Keywords: Alveolar capillary dysplasia with misalignment of the pulmonary veins, persistent pulmonary hypertension of the newborn, neonate, lung ultrasound, pathologic examination, case report
Introduction
Alveolar capillary dysplasia with misalignment of the pulmonary veins (ACDMPV) is a congenital lung disease that can result in persistent pulmonary hypertension of the newborn (PPHN). Affected patients die of respiratory failure. The main pathological changes in ACDMPV are decreased density and abnormal positioning of the pulmonary capillaries, thickening and hypertrophy of the small pulmonary arterioles, immature lobular development, lymphangiectasia, muscularization of the distal arterioles, and misalignment of the pulmonary veins.1–4 Since the description of the first autopsy case of a term infant with alveolar capillary dysplasia in 1981, 5 approximately 200 cases have been reported worldwide, and these cases showed a relatively even geographical distribution.6–29 Because the prenatal histories in these cases were generally normal and no characteristic manifestations were noted in the imaging examinations,30–33 clinical evidence for diagnosis is still lacking. With the development of ultrasound, lung ultrasound (LUS) has become an extremely important bedside imaging tool in the neonatal intensive care unit (NICU). It is often used for the differential diagnosis and follow-up of pulmonary diseases.34–36 LUS has no risk of radiation and is reproducible but operator-dependent.
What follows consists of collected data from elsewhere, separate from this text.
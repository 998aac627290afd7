//! Rendering of build, install and test commands through the CLI
use crate::utils::{ReleaseTools, init_tagged_repo};
use assert_json_diff::assert_json_eq;
use predicates::prelude::*;
use serde_json::json;

#[test]
fn build_defaults_as_shell() {
    let mut rt = ReleaseTools::with_test_fs();

    rt.cmd
        .arg("build")
        .assert()
        .success()
        .stdout("CGO_ENABLED=0 go build -trimpath -ldflags '-s -w' ./...\n");
}

#[test]
fn install_with_packages_and_built_by_as_json() {
    let mut rt = ReleaseTools::with_test_fs();

    let output = rt
        .cmd
        .args(["install", "-p", "./cmd/one", "-p", "./cmd/two", "--built-by", "bob"])
        .args(["--format", "json"])
        .assert()
        .success()
        .get_output()
        .stdout
        .clone();

    let actual: serde_json::Value = serde_json::from_slice(&output).unwrap();
    assert_json_eq!(
        actual,
        json!({
            "program": "go",
            "env": { "CGO_ENABLED": "0" },
            "args": [
                "install",
                "-trimpath",
                "-ldflags",
                "-s -w -X main.builtBy=bob",
                "./cmd/one",
                "./cmd/two"
            ]
        })
    );
}

#[test]
fn test_with_cover_profile() {
    let mut rt = ReleaseTools::with_test_fs();

    rt.cmd
        .args(["test", "--cover-profile", "cover.out"])
        .assert()
        .success()
        .stdout("go test -race -coverprofile cover.out ./...\n");
}

#[test]
fn toolchain_flag_changes_program() {
    let mut rt = ReleaseTools::with_test_fs();

    rt.cmd
        .args(["test", "--toolchain", "/opt/go/bin/go"])
        .assert()
        .success()
        .stdout("/opt/go/bin/go test -race -cover ./...\n");
}

#[test]
fn invalid_version_override_names_the_option() {
    let mut rt = ReleaseTools::with_test_fs();

    rt.cmd
        .args(["build", "--version-override", "one.two"])
        .assert()
        .failure()
        .stdout(predicate::str::is_empty())
        .stderr(predicate::str::contains("(version)").and(predicate::str::contains("one.two")));
}

#[test]
fn git_dir_outside_a_repository_fails() {
    let mut rt = ReleaseTools::with_test_fs();
    let cwd = rt.test_fs().cwd.path().to_path_buf();

    rt.cmd
        .arg("build")
        .arg("--git-dir")
        .arg(&cwd)
        .assert()
        .failure()
        .stderr(predicate::str::contains("Failed to open git repository"));
}

#[test]
fn describe_outside_a_repository_fails() {
    let mut rt = ReleaseTools::with_test_fs();

    rt.cmd
        .arg("describe")
        .assert()
        .failure()
        .stdout(predicate::str::is_empty());
}

#[test]
fn describe_tagged_repository() {
    let mut rt = ReleaseTools::with_test_fs();
    let commit = init_tagged_repo(rt.test_fs().cwd.path(), "v1.2.3");

    let output = rt
        .cmd
        .arg("describe")
        .assert()
        .success()
        .get_output()
        .stdout
        .clone();

    let actual: serde_json::Value = serde_json::from_slice(&output).unwrap();
    assert_json_eq!(
        actual,
        json!({
            "commit_hash": commit,
            "is_clean": true,
            "commit_time": "2021-03-04T05:06:07Z",
            "tag": "v1.2.3",
            "commits_since_tag": 0,
            "state": "clean",
            "version": "1.2.3"
        })
    );
}

#[test]
fn build_stamps_provenance_from_git_dir() {
    let mut rt = ReleaseTools::with_test_fs();
    let repo = rt.test_fs().cwd.path().join("repo");
    std::fs::create_dir(&repo).unwrap();
    let commit = init_tagged_repo(&repo, "v0.9.1");

    rt.cmd
        .args(["build", "--built-by", "ci", "--git-dir", "repo"])
        .assert()
        .success()
        .stdout(format!(
            "CGO_ENABLED=0 go build -trimpath -ldflags '-s -w -X main.builtBy=ci -X main.commit={commit} \
             -X main.date=2021-03-04T05:06:07Z -X main.state=clean -X main.version=0.9.1' ./...\n"
        ));
}
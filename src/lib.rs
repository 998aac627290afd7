//! Helpers for constructing `go build`, `go install` and `go test` invocations.
//!
//! The heart of the crate is [`new_build_command`], [`new_install_command`] and
//! [`new_test_command`], which combine a set of options with per-operation defaults into a
//! [`Command`].  Build provenance (commit, date, working tree state and version) comes from a git
//! [`Description`].
//!
//! ```
//! use release_tools::{BuildOption, new_build_command};
//!
//! let cmd = new_build_command([BuildOption::built_by("mage")]).unwrap();
//! assert_eq!(cmd.args(), ["build", "-trimpath", "-ldflags", "-s -w -X main.builtBy=mage", "./..."]);
//! assert_eq!(cmd.env()["CGO_ENABLED"], "0");
//! ```

pub mod cli;
mod command;
pub mod config;
mod error;
mod git;
mod logging;

pub use cli::CliArgs;
pub use command::{
    BuildOption, Command, TestOption, new_build_command, new_install_command, new_test_command,
};
use config::Config;
pub use error::{Error, Result};
pub use git::{Description, WorkingTreeState};
use serde::Serialize;
use snafu::ResultExt;

/// Re-export of the snafu [`snafu::Report`] type so that callers can refer to this type without
/// taking an explicit snafu dep
pub use snafu::Report as SnafuReport;

/// A rendered command together with the program it is meant for.
#[derive(Serialize)]
struct Invocation<'a> {
    program: &'a str,
    #[serde(flatten)]
    command: &'a Command,
}

/// JSON shape of the `describe` subcommand.
#[derive(Serialize)]
struct DescribeOutput<'a> {
    #[serde(flatten)]
    description: &'a Description,
    state: WorkingTreeState,
    version: Option<String>,
}

/// Main entry point for the `release-tools` binary.
///
/// Meant to be called from `main.rs` or other frontends.
#[snafu::report]
pub fn release_tools_main() -> Result<()> {
    let args = CliArgs::parse_from_cli_args();

    logging::init(&args);

    if args.version {
        let version = env!("CARGO_PKG_VERSION");

        match (
            option_env!("VERGEN_GIT_SHA"),
            option_env!("VERGEN_GIT_COMMIT_DATE"),
        ) {
            (Some(sha), Some(date))
                if sha != "VERGEN_IDEMPOTENT_OUTPUT" && date != "VERGEN_IDEMPOTENT_OUTPUT" =>
            {
                eprintln!("release-tools {} ({} {})", version, sha, date);
            }
            _ => {
                eprintln!("release-tools {}", version);
            }
        }
        return Ok(());
    }

    let Some(command) = &args.command else {
        <CliArgs as clap::CommandFactory>::command()
            .error(
                clap::error::ErrorKind::MissingSubcommand,
                "a subcommand is required",
            )
            .exit();
    };

    let config = Config::load(&args)?;

    let output = match command {
        cli::CliCommand::Build(build) => {
            let cmd = new_build_command(build.to_options(&config)?)?;
            render(&cmd, &config, build.output.format)?
        }
        cli::CliCommand::Install(install) => {
            let cmd = new_install_command(install.to_options(&config)?)?;
            render(&cmd, &config, install.output.format)?
        }
        cli::CliCommand::Test(test) => {
            let cmd = new_test_command(test.to_options())?;
            render(&cmd, &config, test.output.format)?
        }
        cli::CliCommand::Describe(describe) => {
            let description = Description::from_repository(&describe.git_dir)?;
            let version = match description.version() {
                Ok(version) => Some(version.to_string()),
                Err(e) => {
                    tracing::info!("{e}");
                    None
                }
            };

            serde_json::to_string_pretty(&DescribeOutput {
                description: &description,
                state: description.working_tree_state(),
                version,
            })
            .context(error::JsonSnafu)?
        }
    };

    println!("{output}");

    Ok(())
}

fn render(cmd: &Command, config: &Config, format: cli::OutputFormat) -> Result<String> {
    match format {
        cli::OutputFormat::Shell => Ok(cmd.to_shell_string(&config.toolchain)),
        cli::OutputFormat::Json => serde_json::to_string_pretty(&Invocation {
            program: &config.toolchain,
            command: cmd,
        })
        .context(error::JsonSnafu),
    }
}
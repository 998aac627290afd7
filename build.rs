use vergen_gix::{Emitter, GixBuilder};

fn main() -> Result<(), Box<dyn std::error::Error>> {
    // Git sha and commit date of this tool itself, shown by `release-tools --version`.
    let gix = GixBuilder::default().sha(true).commit_date(true).build()?;

    Emitter::default().add_instructions(&gix)?.emit()?;

    Ok(())
}
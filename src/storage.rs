use std::{
    cmp::Reverse,
    fs::{self, OpenOptions},
    io::{ErrorKind, Write},
    path::{Path, PathBuf},
    sync::{mpsc as std_mpsc, Arc, Mutex},
    time::{Duration, Instant},
};

use chrono::{Duration as ChronoDuration, Local, NaiveDate, NaiveDateTime, NaiveTime};
use fuzzy_matcher::{skim::SkimMatcherV2, FuzzyMatcher};
use globset::{Glob, GlobSet, GlobSetBuilder};
use log::{debug, error, info, trace, warn};
use notify::{RecommendedWatcher, RecursiveMode, Watcher};
use tempfile::NamedTempFile;
use tokio::sync::mpsc;
use walkdir::WalkDir;

use crate::{
    handle_fs_event, load_note_from_file,
    markdown::{render_header, render_note, section_markdown, timestamped_title},
    parse_date_hint, parse_note_file_name, split_front_matter, Config, FuzzyMatch, JournalError,
    Note, NoteMeta, NoteMetadataPatch, Result, Scene, SearchQuery, StructuredRecord,
};

/// Days searched by fuzzy resolution when the hint carries no date.
pub const FUZZY_LOOKBACK_DAYS: i64 = 30;

/// Maximum number of alternates returned next to the best fuzzy match.
pub const MAX_ALTERNATES: usize = 2;

/// A full directory scan reused until its TTL expires.
pub(crate) struct ScanCache {
    loaded_at: Instant,
    notes: Arc<Vec<Note>>,
}

/// Owns the directory of dated notes and everything written into the vault.
pub struct NoteRepository {
    /// Application configuration
    config: Config,

    /// Vault-relative paths skipped while scanning
    ignore: GlobSet,

    /// Most recent full scan of the daily directory
    scan_cache: Arc<Mutex<Option<ScanCache>>>,

    /// File system watcher invalidating the cache on external edits
    watcher: Mutex<Option<RecommendedWatcher>>,
}
//! Mirroring the vault to a git remote.
//!
//! Sync is best effort: callers spawn it in the background and failures are
//! only logged, so the local vault stays the source of truth.

use std::{
    path::{Path, PathBuf},
    process::Output,
    sync::{Arc, Mutex},
};

use async_trait::async_trait;
use log::{debug, error, info, warn};
use tokio::{process::Command, task::JoinHandle};

use crate::{Config, JournalError, Result};

/// What a sync run did.
#[derive(Debug, Clone, PartialEq, Eq)]
pub enum SyncOutcome {
    /// Changes were committed and pushed
    Pushed,
    /// The working tree had no changes
    NothingToCommit,
    /// Sync is turned off
    Disabled,
}

#[async_trait]
pub trait RemoteSync: Send + Sync {
    async fn sync(&self, message: &str) -> Result<SyncOutcome>;
}

/// Sync used when mirroring is turned off.
#[derive(Debug, Default, Clone)]
pub struct NoopSync;

#[async_trait]
impl RemoteSync for NoopSync {
    async fn sync(&self, _message: &str) -> Result<SyncOutcome> {
        Ok(SyncOutcome::Disabled)
    }
}

/// Stages, commits and pushes the vault with the `git` binary.
#[derive(Debug, Clone)]
pub struct GitSync {
    git: PathBuf,
    repo_dir: PathBuf,
    remote: String,
    branch: Option<String>,
}

impl GitSync {
    /// Locates `git` on the `PATH`.
    pub fn new(repo_dir: impl Into<PathBuf>, remote: impl Into<String>, branch: Option<String>) -> Result<Self> {
        let git = which::which("git").map_err(|e| {
            error!("git executable not found: {}", e);
            JournalError::SyncFailed {
                message: format!("git executable not found: {}", e),
            }
        })?;
        Ok(Self {
            git,
            repo_dir: repo_dir.into(),
            remote: remote.into(),
            branch,
        })
    }

    pub fn repo_dir(&self) -> &Path {
        &self.repo_dir
    }

    async fn git(&self, args: &[&str]) -> Result<Output> {
        debug!("Running git {:?} in {}", args, self.repo_dir.display());
        Command::new(&self.git)
            .args(args)
            .current_dir(&self.repo_dir)
            .output()
            .await
            .map_err(|e| JournalError::SyncFailed {
                message: format!("failed to run git {}: {}", args.join(" "), e),
            })
    }

    async fn git_checked(&self, args: &[&str]) -> Result<Output> {
        let output = self.git(args).await?;
        if !output.status.success() {
            let message = format!(
                "git {} exited with {}: {}",
                args.join(" "),
                output.status,
                String::from_utf8_lossy(&output.stderr).trim()
            );
            error!("{}", message);
            return Err(JournalError::SyncFailed { message });
        }
        Ok(output)
    }
}

#[async_trait]
impl RemoteSync for GitSync {
    async fn sync(&self, message: &str) -> Result<SyncOutcome> {
        self.git_checked(&["add", "-A"]).await?;

        let commit = self.git(&["commit", "-m", message]).await?;
        if !commit.status.success() {
            let stdout = String::from_utf8_lossy(&commit.stdout);
            if stdout.contains("nothing to commit") || stdout.contains("nothing added to commit") {
                debug!("Vault unchanged, skipping push");
                return Ok(SyncOutcome::NothingToCommit);
            }
            let message = format!(
                "git commit failed: {}",
                String::from_utf8_lossy(&commit.stderr).trim()
            );
            error!("{}", message);
            return Err(JournalError::SyncFailed { message });
        }

        let mut push = vec!["push", self.remote.as_str()];
        if let Some(branch) = &self.branch {
            push.push(branch.as_str());
        }
        self.git_checked(&push).await?;
        info!("Vault pushed to {}", self.remote);
        Ok(SyncOutcome::Pushed)
    }
}

/// Builds the sync backend for `config`. A missing `git` binary disables
/// sync with a warning instead of failing startup.
pub fn sync_from_config(config: &Config) -> Arc<dyn RemoteSync> {
    if !config.sync_enabled {
        return Arc::new(NoopSync);
    }
    match GitSync::new(&config.vault_dir, config.git_remote.clone(), config.git_branch.clone()) {
        Ok(git) => Arc::new(git),
        Err(e) => {
            warn!("Remote sync disabled: {}", e);
            Arc::new(NoopSync)
        }
    }
}

/// Runs a sync on its own task; the result is logged and dropped.
pub fn spawn_sync(sync: Arc<dyn RemoteSync>, message: String) -> JoinHandle<()> {
    tokio::spawn(async move {
        match sync.sync(&message).await {
            Ok(outcome) => debug!("Sync finished: {:?}", outcome),
            Err(e) => warn!("Remote sync failed, local vault unchanged: {}", e),
        }
    })
}

/// Fire-and-forget syncs that a short-lived process can still wait for
/// before exiting.
pub struct BackgroundSync {
    sync: Arc<dyn RemoteSync>,
    pending: Mutex<Vec<JoinHandle<()>>>,
}

impl BackgroundSync {
    pub fn new(sync: Arc<dyn RemoteSync>) -> Self {
        Self {
            sync,
            pending: Mutex::new(Vec::new()),
        }
    }

    /// Starts a sync without waiting for it.
    pub fn trigger(&self, message: String) {
        let handle = spawn_sync(Arc::clone(&self.sync), message);
        match self.pending.lock() {
            Ok(mut pending) => {
                pending.retain(|h| !h.is_finished());
                pending.push(handle);
            }
            Err(e) => warn!("Failed to track sync task: {}", e),
        }
    }

    /// Waits for every sync started so far.
    pub async fn flush(&self) {
        let handles: Vec<JoinHandle<()>> = match self.pending.lock() {
            Ok(mut pending) => pending.drain(..).collect(),
            Err(_) => Vec::new(),
        };
        for handle in handles {
            if let Err(e) = handle.await {
                warn!("Sync task did not complete: {}", e);
            }
        }
    }
}

#[cfg(test)]
mod tests {
    use super::*;

    struct Failing(Mutex<Vec<String>>);

    #[async_trait]
    impl RemoteSync for Failing {
        async fn sync(&self, message: &str) -> Result<SyncOutcome> {
            self.0.lock().unwrap().push(message.to_string());
            Err(JournalError::SyncFailed {
                message: "remote rejected".into(),
            })
        }
    }

    #[tokio::test]
    async fn spawned_failures_are_swallowed() {
        let sync = Arc::new(Failing(Mutex::new(Vec::new())));
        spawn_sync(sync.clone(), "note: 2025-01-27".into()).await.unwrap();
        assert_eq!(sync.0.lock().unwrap().as_slice(), ["note: 2025-01-27"]);
    }

    #[tokio::test]
    async fn flush_waits_for_triggered_syncs() {
        let failing = Arc::new(Failing(Mutex::new(Vec::new())));
        let background = BackgroundSync::new(failing.clone());
        background.trigger("one".into());
        background.trigger("two".into());
        background.flush().await;
        assert_eq!(failing.0.lock().unwrap().len(), 2);
    }

    #[tokio::test]
    async fn disabled_sync_is_noop() {
        let config = Config::default();
        let sync = sync_from_config(&config);
        assert_eq!(sync.sync("x").await.unwrap(), SyncOutcome::Disabled);
    }
}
A-lines, B-lines, and the lung sliding sign can be used to identify ACDMPV. When the ultrasound probe is perpendicular to the pleura, a linear high-echo reflection parallel to the pleura line is generated because of the multiple reflections formed by the reverberation effect located below the pleura line. In the two-dimensional grayscale mode, A-lines present as a series of smooth, clear, and regular linear strong echo reflections parallel to the pleura line. 30 In the presence of an allergic reaction, alveolar capillary expansion, higher permeability, fluid and fiber infiltration, pulmonary edema, and interlobular septal thickening occur; B-lines in such cases present as multiple ultrasound reflections into the space between the adjacent lung lobules and the space between the pleura and adjacent lung lobule. 30 The lung sliding sign occurs in the presence of horizontal relative sliding of the visceral pleura and parietal pleura with the movement of pulmonary respiration and can be seen at the pleura line under real-time ultrasound. In this study, we report two cases of ACDMPV diagnosed by pathological examination and present and analyze their LUS patterns.
Case reports
Case 1
A female neonate born at 37 weeks’ gestation was admitted to our institution with a 9-hour history of cyanosis. Her Apgar scores were within the normal range. The cyanosis had developed within 3 hours after her uneventful delivery, and her oxygen saturation (O2Sat) was 68%. Her symptoms did not improve considerably after administration of oxygen via a high-frequency ventilator. She was transferred to the NICU. Physical examination showed low O2Sat, cyanosis, and scattered sputum sounds in both lungs; there were no obvious abnormalities of the heart and abdomen. Routine blood test results were normal. A bedside echocardiogram showed patent ductus arteriosus and pulmonary hypertension. LUS (GE Vivid-E9 Dimension Color Doppler ultrasound machine with GE LOGIQ E9 line-array probe 9L-D [frequency of 3–10 MHz] and convex array probe C2-9 [frequency of 4.5–9 MHz0]; GE Healthcare, Chicago, IL, USA) showed dense B-lines on the lung surface and a lack of pulmonary consolidation (Figure 1). Because the patient was 12 hours old at the time of examination, the B-lines were interpreted as the manifestation of neonatal lung transition. Chest X-ray (CXR) examination showed diffuse haziness in both lungs. Treatment for hypoxemia was immediately provided with a mechanical ventilator, and inhaled nitric oxide (iNO) was administered to reduce the pulmonary arterial pressure. Obvious improvements in her condition were noted.
Figure 1.
Ultrasonographic images of the lungs 12 hours after birth. (a) B-line was observed on the long-axis image of the inferior vena cava and on most of the lung surface (white arrow). Only a few A-lines were present in the right anterior lung. (b) The pulmonary sliding sign and B-line were observed in the dynamic images. (c) The pleural lines (white triangles) were thickened, and their echo responses were uneven.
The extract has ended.